Heating Oil Monthly Price - Chilean Peso per Gallon

Data as of March 2026

Range
Apr 2006 - Mar 2026: 2,440.692 (238.52%)
Chart

Description: New York Harbor No. 2 Heating Oil Spot Price FOB

Unit: Chilean Peso per Gallon



Source: Energy Information Administration

See also: Energy production and consumption statistics

See also: Top commodity suppliers

See also: Commodities glossary - Definitions of terms used in commodity trading

Overview

Heating oil is a middle-distillate petroleum product used primarily for space heating and, in some regions, for industrial boilers and small-scale power generation. In commodity markets, it is typically priced as a refined fuel in U.S. dollars per gallon, with futures and spot references commonly tied to distillate specifications. The contract most often used as a benchmark in North American trading is the New York Harbor heating oil market, which reflects supply and demand conditions for ultra-low-sulfur distillate in the U.S. Northeast and adjacent refining and storage hubs.

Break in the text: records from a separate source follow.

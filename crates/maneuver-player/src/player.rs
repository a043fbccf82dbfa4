//! Frame-paced playback of a maneuver.

use std::time::Duration;

use log::{debug, info};
use maneuver_path::{Maneuver, RawManeuver};

use crate::config::PlayerConfig;
use crate::sink::PointerSink;

/// Plays one maneuver at a time, one point per frame.
pub trait ManeuverPlayer {
    /// Take ownership of `maneuver` and show its first point right away.
    fn play(&mut self, maneuver: Maneuver);

    /// Discard the current maneuver, finished or not.
    fn stop(&mut self);

    /// Let `elapsed` time pass, updating the pointer when a frame is due.
    fn run(&mut self, elapsed: Duration);

    /// Whether a maneuver is playing or a delay is pending.
    fn is_running(&self) -> bool;

    /// Hold off the next update for `ms` milliseconds.
    fn delay(&mut self, ms: u64);
}

/// A [`ManeuverPlayer`] without a window: time is supplied by the caller
/// and points go to a [`PointerSink`].
pub struct HeadlessPlayer<S: PointerSink> {
    sink: S,
    config: PlayerConfig,
    maneuver: Option<Maneuver>,
    since_update: Duration,
    time_till_next_update: Duration,
    waiting: bool,
    frames: u64,
}

impl<S: PointerSink> HeadlessPlayer<S> {
    pub fn new(mut sink: S, config: PlayerConfig) -> Self {
        sink.set_radius(config.pointer_radius);
        sink.hide();
        Self {
            sink,
            config,
            maneuver: None,
            since_update: Duration::ZERO,
            time_till_next_update: config.initial_delay(),
            waiting: true,
            frames: 0,
        }
    }

    pub fn sink(&self) -> &S {
        &self.sink
    }

    pub fn into_sink(self) -> S {
        self.sink
    }

    /// Number of points shown so far.
    pub fn frames(&self) -> u64 {
        self.frames
    }

    /// Show the next point, or release the maneuver once it has finished.
    fn draw_pointer_at_next_point(&mut self) -> bool {
        let Some(maneuver) = self.maneuver.as_mut() else {
            return false;
        };
        if maneuver.is_finished() {
            info!("maneuver finished after {} frames", self.frames);
            self.sink.hide();
            self.maneuver = None;
            return false;
        }
        let point = maneuver.next_point();
        self.sink.show(point);
        self.frames += 1;
        self.since_update = Duration::ZERO;
        self.time_till_next_update = self.config.frame_interval();
        true
    }
}

impl<S: PointerSink> ManeuverPlayer for HeadlessPlayer<S> {
    fn play(&mut self, maneuver: Maneuver) {
        debug!("playing {} maneuver", maneuver.kind());
        self.maneuver = Some(maneuver);
        self.waiting = false;
        self.frames = 0;
        self.draw_pointer_at_next_point();
    }

    fn stop(&mut self) {
        if self.maneuver.take().is_some() {
            debug!("maneuver stopped after {} frames", self.frames);
        }
        self.sink.hide();
    }

    fn run(&mut self, elapsed: Duration) {
        self.since_update += elapsed;
        if self.since_update < self.time_till_next_update {
            return;
        }
        if self.maneuver.is_some() {
            self.draw_pointer_at_next_point();
        }
        if self.waiting {
            self.waiting = false;
            self.since_update = Duration::ZERO;
        }
    }

    fn is_running(&self) -> bool {
        self.maneuver.is_some() || self.waiting
    }

    fn delay(&mut self, ms: u64) {
        debug!("delaying next update by {} ms", ms);
        self.waiting = true;
        self.since_update = Duration::ZERO;
        self.time_till_next_update = Duration::from_millis(ms);
    }
}

#[cfg(test)]
mod tests {
    use super::*;
    use crate::sink::TraceRecorder;
    use maneuver_math::dvec2;
    use maneuver_path::LinearManeuver;

    const FRAME: Duration = Duration::from_millis(33);

    fn line(steps: usize) -> Maneuver {
        LinearManeuver::new(dvec2(0.0, 0.0), dvec2(steps as f64, 0.0), steps)
            .unwrap()
            .into()
    }

    fn player() -> HeadlessPlayer<TraceRecorder> {
        HeadlessPlayer::new(TraceRecorder::new(), PlayerConfig::default())
    }

    #[test]
    fn test_waiting_until_first_update() {
        let mut p = player();
        assert!(p.is_running());
        p.run(Duration::ZERO);
        assert!(!p.is_running());
    }

    #[test]
    fn test_play_shows_first_point_immediately() {
        let mut p = player();
        p.play(line(3));
        assert_eq!(p.frames(), 1);
        assert_eq!(p.sink().points, vec![dvec2(1.0, 0.0)]);
        assert!(p.sink().visible);
    }

    #[test]
    fn test_one_point_per_frame_then_release() {
        let mut p = player();
        p.play(line(3));

        // not due yet
        p.run(Duration::from_millis(10));
        assert_eq!(p.frames(), 1);

        p.run(Duration::from_millis(23));
        p.run(FRAME);
        assert_eq!(p.frames(), 3);
        assert!(p.is_running());

        // the frame after the last point releases the maneuver
        p.run(FRAME);
        assert!(!p.is_running());
        assert!(!p.sink().visible);
        assert!(p.sink().points.last().unwrap().abs_diff_eq(dvec2(3.0, 0.0), 1e-9));
        assert_eq!(p.sink().points.len(), 3);
    }

    #[test]
    fn test_stop_discards_unfinished() {
        let mut p = player();
        p.play(line(100));
        p.run(FRAME);
        p.stop();
        assert!(!p.is_running());
        p.run(FRAME);
        assert_eq!(p.frames(), 2);
        assert!(!p.sink().visible);
    }

    #[test]
    fn test_delay_holds_next_update() {
        let mut p = player();
        p.play(line(5));
        p.delay(100);
        assert!(p.is_running());

        p.run(Duration::from_millis(99));
        assert_eq!(p.frames(), 1);
        p.run(Duration::from_millis(1));
        assert_eq!(p.frames(), 2);
    }

    #[test]
    fn test_delay_without_maneuver_counts_as_running() {
        let mut p = player();
        p.run(Duration::ZERO);
        p.delay(50);
        assert!(p.is_running());
        p.run(Duration::from_millis(50));
        assert!(!p.is_running());
    }

    #[test]
    fn test_initial_delay_from_config() {
        let config = PlayerConfig {
            initial_delay_ms: 200,
            ..PlayerConfig::default()
        };
        let mut p = HeadlessPlayer::new(TraceRecorder::new(), config);
        p.run(Duration::from_millis(150));
        assert!(p.is_running());
        p.run(Duration::from_millis(50));
        assert!(!p.is_running());
    }

    #[test]
    fn test_pointer_radius_from_config() {
        assert_eq!(player().sink().radius, 2.0);

        let config = PlayerConfig::from_json_str(r#"{"pointer_radius": 7.5}"#).unwrap();
        let p = HeadlessPlayer::new(TraceRecorder::new(), config);
        assert_eq!(p.sink().radius, 7.5);
        assert!(!p.sink().visible);
    }

    #[test]
    fn test_borrowed_sink() {
        let mut recorder = TraceRecorder::new();
        {
            let mut p = HeadlessPlayer::new(&mut recorder, PlayerConfig::default());
            p.play(line(2));
            p.run(FRAME);
            p.run(FRAME);
        }
        assert_eq!(recorder.points.len(), 2);
        assert_eq!(recorder.hides, 2);
    }
}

Heating oil is closely related to diesel fuel because both are produced from similar refinery streams. The exact product specification matters because sulfur content, cold-flow properties, and combustion characteristics affect usability in heating systems and distribution networks. Demand is strongest in colder climates where households, commercial buildings, and institutions rely on liquid fuels rather than natural gas or electric heating. Because it is a refined product, its price reflects not only crude oil costs but also refinery margins, seasonal heating demand, transportation constraints, and regional inventory balances.

Supply Drivers

Heating oil supply is shaped by refinery output, crude oil quality, and the configuration of regional distribution systems. It is not produced directly from the ground; instead, it is a refined distillate fraction obtained from crude oil processing. Refineries that are optimized for middle distillates can shift yields between heating oil, diesel, and jet fuel, but they face physical limits imposed by crude slate, unit design, and product specifications. This makes supply sensitive to refinery maintenance schedules, unplanned outages, and the availability of pipeline, barge, rail, and terminal infrastructure.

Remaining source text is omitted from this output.